The societies noted that the work of the writing committee was supported exclusively by the ACC and AHA and without commercial support. All writing committee members disclosed all current health care–related relationships. The committee’s co-chairs had no relevant relationships with industry, and the committee was formed to include a majority of members with no relevant relationships with industry.
The guideline was drafted by a committee that included cardiologists, interventionists, surgeons, and anesthesiologists. The 2014 guideline was developed in collaboration with the American Association for Thoracic Surgery, American Society for Echocardiography, Society for Cardiovascular Angiography and Interventions, Society of Cardiovascular Anesthesiologists, and Society of Thoracic Surgeons (STS).
According to the ACC/AHA announcement, the document’s new classification of VHD stages was created to help clinicians when evaluating the optimal timing of intervention, the degree of valve narrowing or leakage, the presence of symptoms, the response of the left and/or right ventricle to the valve lesion, and any change in heart rhythm.
The guideline also provides a proposed risk assessment that should be applied to all patients who are being considered for intervention. Acknowledging that current scoring systems are useful but limited, the guideline provides an original assessment that combines procedure-specific impediments, major organ system compromise, comorbidities, patient frailty, and the STS-predicted risk of mortality model. The risk scores—along with the specific risks and benefits—should be discussed with the patient in a shared decision-making process to determine the best therapy for the individual, noted the ACC/AHA.

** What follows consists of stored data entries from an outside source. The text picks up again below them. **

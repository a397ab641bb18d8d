use anyhow::{Context as _, Result};
use std::fmt;
use std::path::Path;
use std::sync::mpsc::{self, Receiver, Sender};
use std::sync::Mutex;
use tracing::field::{Field, Visit};
use tracing::{Event, Subscriber};
use tracing_appender::non_blocking::WorkerGuard;
use tracing_subscriber::layer::Context;
use tracing_subscriber::prelude::*;
use tracing_subscriber::{fmt as tfmt, EnvFilter, Layer};

#[derive(Debug, Clone)]
pub struct LogEntry {
    pub ts: i64,
    pub level: String,
    pub message: String,
}

/// Forwards every event to the Logs tab.
pub struct ChannelLayer {
    tx: Mutex<Sender<LogEntry>>,
}

impl ChannelLayer {
    pub fn new() -> (Self, Receiver<LogEntry>) {
        let (tx, rx) = mpsc::channel();
        (Self { tx: Mutex::new(tx) }, rx)
    }
}

impl<S: Subscriber> Layer<S> for ChannelLayer {
    fn on_event(&self, event: &Event<'_>, _ctx: Context<'_, S>) {
        let mut visitor = MessageVisitor::default();
        event.record(&mut visitor);

        let entry = LogEntry {
            ts: chrono::Utc::now().timestamp(),
            level: event.metadata().level().to_string().to_lowercase(),
            message: visitor.finish(),
        };
        if let Ok(tx) = self.tx.lock() {
            let _ = tx.send(entry);
        }
    }
}

#[derive(Default)]
struct MessageVisitor {
    message: String,
    fields: Vec<String>,
}

impl MessageVisitor {
    fn finish(self) -> String {
        if self.fields.is_empty() {
            self.message
        } else {
            format!("{} {}", self.message, self.fields.join(" "))
        }
    }
}

impl Visit for MessageVisitor {
    fn record_str(&mut self, field: &Field, value: &str) {
        if field.name() == "message" {
            self.message = value.to_string();
        } else {
            self.fields.push(format!("{}={}", field.name(), value));
        }
    }

    fn record_debug(&mut self, field: &Field, value: &dyn fmt::Debug) {
        if field.name() == "message" {
            self.message = format!("{:?}", value);
        } else {
            self.fields.push(format!("{}={:?}", field.name(), value));
        }
    }
}

/// Installs the global subscriber: a daily rolling file under `logs_dir` plus
/// the in-app feed. The guard must live as long as the process.
pub fn init(logs_dir: &Path) -> Result<(WorkerGuard, Receiver<LogEntry>)> {
    std::fs::create_dir_all(logs_dir).with_context(|| format!("create {:?}", logs_dir))?;

    let file_appender = tracing_appender::rolling::daily(logs_dir, "crust-browser.log");
    let (non_blocking, guard) = tracing_appender::non_blocking(file_appender);

    let env_filter = EnvFilter::try_from_default_env()
        .unwrap_or_else(|_| EnvFilter::new("info,crust_browser=debug"));

    let (channel, rx) = ChannelLayer::new();

    tracing_subscriber::registry()
        .with(env_filter)
        .with(
            tfmt::layer()
                .with_writer(non_blocking)
                .with_ansi(false)
                .with_target(true),
        )
        .with(channel)
        .try_init()
        .context("install tracing subscriber")?;

    Ok((guard, rx))
}

#[cfg(test)]
mod tests {
    use super::*;

    #[test]
    fn channel_layer_captures_message_and_fields() {
        let (layer, rx) = ChannelLayer::new();
        let subscriber = tracing_subscriber::registry().with(layer);
        tracing::subscriber::with_default(subscriber, || {
            tracing::warn!(cid = "QmA", attempt = 2, "preview attempt failed");
        });

        let e = rx.try_recv().unwrap();
        assert_eq!(e.level, "warn");
        assert!(e.message.starts_with("preview attempt failed"));
        assert!(e.message.contains("cid=QmA"));
        assert!(e.message.contains("attempt=2"));
    }
}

The guideline notes that the introduction of TAVR and other new catheter-based therapies have made VHD management increasingly complex, as they have expanded patient options but increased the difficulty of discerning the risk-benefit ratio. The guideline thus provides separate recommendations on both the timing and choice of these new interventions.

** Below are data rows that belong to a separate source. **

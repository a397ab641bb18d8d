pub mod app;
pub mod cache;
pub mod cli;
pub mod config;
pub mod error;
pub mod format;
pub mod gateway;
pub mod index;
pub mod listing;
pub mod logging;
pub mod prefs;
pub mod preview;
pub mod store;
pub mod tabs;
pub mod types;
pub mod ui;
pub mod widgets;
pub mod worker;
//! Configuration module

use std::env;
use std::net::IpAddr;
use std::path::PathBuf;

/// Wallpaper used when `BACKGROUND_IMAGE_URL` is not set
pub const DEFAULT_BACKGROUND_IMAGE_URL: &str =
    "https://wallpapersmug.com/download/1366x768/46b360/lake-night-huts-lanterns.jpg";

/// Application configuration
#[derive(Debug, Clone)]
pub struct Config {
    /// Bind address
    pub host: IpAddr,

    /// Server port
    pub port: u16,

    /// Serialized regression model (`.onnx` or `.json`)
    pub model_path: PathBuf,

    /// Reload the model file before every prediction
    pub reload_model_per_request: bool,

    /// Page background image
    pub background_image_url: String,
}

impl Config {
    /// Load configuration from environment variables
    pub fn from_env() -> Self {
        Self {
            host: env::var("HOST")
                .ok()
                .and_then(|h| h.parse().ok())
                .unwrap_or(IpAddr::from([0, 0, 0, 0])),

            port: env::var("PORT")
                .ok()
                .and_then(|p| p.parse().ok())
                .unwrap_or(8501),

            model_path: env::var("MODEL_PATH")
                .map(PathBuf::from)
                .unwrap_or_else(|_| PathBuf::from("models/energy_model.json")),

            reload_model_per_request: env::var("RELOAD_MODEL_PER_REQUEST")
                .ok()
                .and_then(|v| parse_flag(&v))
                .unwrap_or(false),

            background_image_url: env::var("BACKGROUND_IMAGE_URL")
                .unwrap_or_else(|_| DEFAULT_BACKGROUND_IMAGE_URL.to_string()),
        }
    }
}

impl Default for Config {
    fn default() -> Self {
        Self {
            host: IpAddr::from([0, 0, 0, 0]),
            port: 8501,
            model_path: PathBuf::from("models/energy_model.json"),
            reload_model_per_request: false,
            background_image_url: DEFAULT_BACKGROUND_IMAGE_URL.to_string(),
        }
    }
}

/// Parse a boolean-ish environment value
fn parse_flag(value: &str) -> Option<bool> {
    match value.trim().to_ascii_lowercase().as_str() {
        "1" | "true" | "yes" | "on" => Some(true),
        "0" | "false" | "no" | "off" => Some(false),
        _ => None,
    }
}

#[cfg(test)]
mod tests {
    use super::*;

    #[test]
    fn test_parse_flag() {
        assert_eq!(parse_flag("true"), Some(true));
        assert_eq!(parse_flag(" ON "), Some(true));
        assert_eq!(parse_flag("1"), Some(true));
        assert_eq!(parse_flag("no"), Some(false));
        assert_eq!(parse_flag("maybe"), None);
    }

    #[test]
    fn test_default_config() {
        let config = Config::default();
        assert_eq!(config.port, 8501);
        assert!(!config.reload_model_per_request);
        assert_eq!(config.model_path, PathBuf::from("models/energy_model.json"));
    }

    #[test]
    fn test_default_model_ships_with_repo() {
        let path = std::path::Path::new(env!("CARGO_MANIFEST_DIR")).join(Config::default().model_path);
        assert!(path.exists(), "missing {}", path.display());
    }
}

In the ACC/AHA press release, Dr. Otto advised that the new therapies now mandate a multidisciplinary approach to the diagnosis and management of VHD. The guideline discusses the utility of Heart Valve Teams and Heart Valve Centers of Excellence.
Regarding treatment advances that have affected the interventional threshold, Dr. Nishimura commented, “Due to more knowledge regarding the natural history of untreated patients with severe VHD and better outcomes from surgery, we’ve lowered the threshold for operation to include more patients with asymptomatic severe valve disease. Now, select patients with severe asymptomatic aortic stenosis and severe asymptomatic mitral regurgitation can be considered for intervention depending on certain other factors, such as operative mortality, and in the case of mitral regurgitation, the ability to achieve a durable valve repair.”
Finally, the guideline includes formatting enhancements to facilitate their use at the point of care. Decision pathway diagrams have been incorporated, as have numerous summary tables. The new format will facilitate both greater clinical use and a more timely and efficient updating process, noted Dr. Otto.
Dr. Otto further commented, “This VHD guideline was developed in a modular format that will allow the update or addition of individual recommendations based on the publication of new evidence. This novel approach to evidence-based guideline development will revolutionize the clinical impact of guideline recommendations, ensuring they are always current and allowing seamless integration with electronic medical record systems.”
In related news, an overview of transcatheter therapies for mitral regurgitation was jointly issued by the ACC, American Association for Thoracic Surgery, Society for Cardiovascular Angiography and Interventions, and STS. The overview document was made available online on November 25, 2013, and published in the March 2014 print edition of the Journal of the American College of Cardiology (2014;63:840–852).